Which lines in the listing below contain "caller"? Copy each of them.

(Dataset content begins)

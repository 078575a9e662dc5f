//! Cooperative cancellation and deadlines for dispatch calls.
//!
//! Every dispatch takes a [`CallContext`]. The dispatcher stops waiting as
//! soon as the context fires and surfaces the cancellation cause; it cannot
//! interrupt an already in-flight socket read other than by abandoning it.

use std::fmt;
use std::future::pending;
use std::time::Duration;

use tokio::sync::watch;
use tokio::time::{sleep_until, Instant};

/// Why a [`CallContext`] fired.
#[derive(Debug, Clone, Copy, PartialEq, Eq)]
pub enum CancelReason {
    /// The caller invoked [`CancelHandle::cancel`].
    Canceled,
    /// The context's deadline passed.
    DeadlineExceeded,
}

impl fmt::Display for CancelReason {
    fn fmt(&self, f: &mut fmt::Formatter<'_>) -> fmt::Result {
        match self {
            Self::Canceled => write!(f, "context canceled"),
            Self::DeadlineExceeded => write!(f, "context deadline exceeded"),
        }
    }
}

/// Fires the paired [`CallContext`].
///
/// Cancellation is sticky: once fired, every clone of the context observes
/// it. Dropping the handle without calling [`cancel`](Self::cancel) leaves
/// the context permanently un-cancelable (deadlines still apply).
#[derive(Debug)]
pub struct CancelHandle {
    tx: watch::Sender<bool>,
}

impl CancelHandle {
    /// Cancels the paired context.
    pub fn cancel(&self) {
        let _ = self.tx.send(true);
    }
}

/// Cancellation/deadline carrier for a dispatch call.
///
/// ## Examples
///
/// ```rust
/// use std::time::Duration;
/// use chat_api::CallContext;
///
/// // Never cancels; use when no caller-side deadline exists.
/// let ctx = CallContext::background();
/// assert!(ctx.error().is_none());
///
/// // Cancels after two seconds, or earlier via the handle.
/// let (ctx, handle) = CallContext::with_timeout(Duration::from_secs(2));
/// handle.cancel();
/// assert!(ctx.error().is_some());
/// ```
#[derive(Debug, Clone)]
pub struct CallContext {
    canceled: watch::Receiver<bool>,
    deadline: Option<Instant>,
}

impl CallContext {
    /// A context that never cancels and has no deadline.
    pub fn background() -> Self {
        let (_tx, rx) = watch::channel(false);
        Self {
            canceled: rx,
            deadline: None,
        }
    }

    /// A context with no deadline, canceled through the returned handle.
    pub fn cancelable() -> (Self, CancelHandle) {
        let (tx, rx) = watch::channel(false);
        (
            Self {
                canceled: rx,
                deadline: None,
            },
            CancelHandle { tx },
        )
    }

    /// A context that fires once `timeout` has elapsed, or earlier through
    /// the returned handle.
    pub fn with_timeout(timeout: Duration) -> (Self, CancelHandle) {
        Self::with_deadline(Instant::now() + timeout)
    }

    /// A context that fires at `deadline`, or earlier through the returned
    /// handle.
    pub fn with_deadline(deadline: Instant) -> (Self, CancelHandle) {
        let (tx, rx) = watch::channel(false);
        (
            Self {
                canceled: rx,
                deadline: Some(deadline),
            },
            CancelHandle { tx },
        )
    }

    /// Resolves once the context fires, with the cause.
    ///
    /// Pends forever on a context that can no longer fire.
    pub async fn done(&self) -> CancelReason {
        let mut canceled = self.canceled.clone();
        let cancel_signal = async move {
            loop {
                if *canceled.borrow_and_update() {
                    return;
                }
                if canceled.changed().await.is_err() {
                    // Handle dropped without firing; only a deadline can end
                    // this context now.
                    pending::<()>().await;
                }
            }
        };

        match self.deadline {
            Some(deadline) => {
                tokio::select! {
                    biased;
                    () = cancel_signal => CancelReason::Canceled,
                    () = sleep_until(deadline) => CancelReason::DeadlineExceeded,
                }
            }
            None => {
                cancel_signal.await;
                CancelReason::Canceled
            }
        }
    }

    /// Non-blocking check: the cause if the context has already fired.
    pub fn error(&self) -> Option<CancelReason> {
        if *self.canceled.borrow() {
            return Some(CancelReason::Canceled);
        }
        if let Some(deadline) = self.deadline {
            if Instant::now() >= deadline {
                return Some(CancelReason::DeadlineExceeded);
            }
        }
        None
    }
}

#[cfg(test)]
mod tests {
    use super::*;
    use tokio::time::sleep;

    #[tokio::test]
    async fn background_never_fires() {
        let ctx = CallContext::background();
        assert!(ctx.error().is_none());

        tokio::select! {
            reason = ctx.done() => panic!("background context fired: {reason}"),
            () = sleep(Duration::from_millis(20)) => {}
        }
    }

    #[tokio::test]
    async fn cancel_handle_fires_done() {
        let (ctx, handle) = CallContext::cancelable();
        handle.cancel();

        assert_eq!(ctx.done().await, CancelReason::Canceled);
        assert_eq!(ctx.error(), Some(CancelReason::Canceled));
    }

    #[tokio::test]
    async fn cancellation_is_visible_to_clones() {
        let (ctx, handle) = CallContext::cancelable();
        let clone = ctx.clone();
        handle.cancel();
        assert_eq!(clone.done().await, CancelReason::Canceled);
    }

    #[tokio::test]
    async fn deadline_expiry_reports_deadline_exceeded() {
        let (ctx, _handle) = CallContext::with_timeout(Duration::from_millis(10));
        assert_eq!(ctx.done().await, CancelReason::DeadlineExceeded);
        assert_eq!(ctx.error(), Some(CancelReason::DeadlineExceeded));
    }

    #[tokio::test]
    async fn explicit_cancel_beats_later_deadline() {
        let (ctx, handle) = CallContext::with_timeout(Duration::from_secs(30));
        handle.cancel();
        assert_eq!(ctx.done().await, CancelReason::Canceled);
    }

    #[tokio::test]
    async fn dropped_handle_cannot_cancel() {
        let (ctx, handle) = CallContext::cancelable();
        drop(handle);
        assert!(ctx.error().is_none());

        tokio::select! {
            reason = ctx.done() => panic!("orphaned context fired: {reason}"),
            () = sleep(Duration::from_millis(20)) => {}
        }
    }
}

(Dataset content ends)

* **Response below**
    /// The caller invoked [`CancelHandle::cancel`].
/// // Never cancels; use when no caller-side deadline exists.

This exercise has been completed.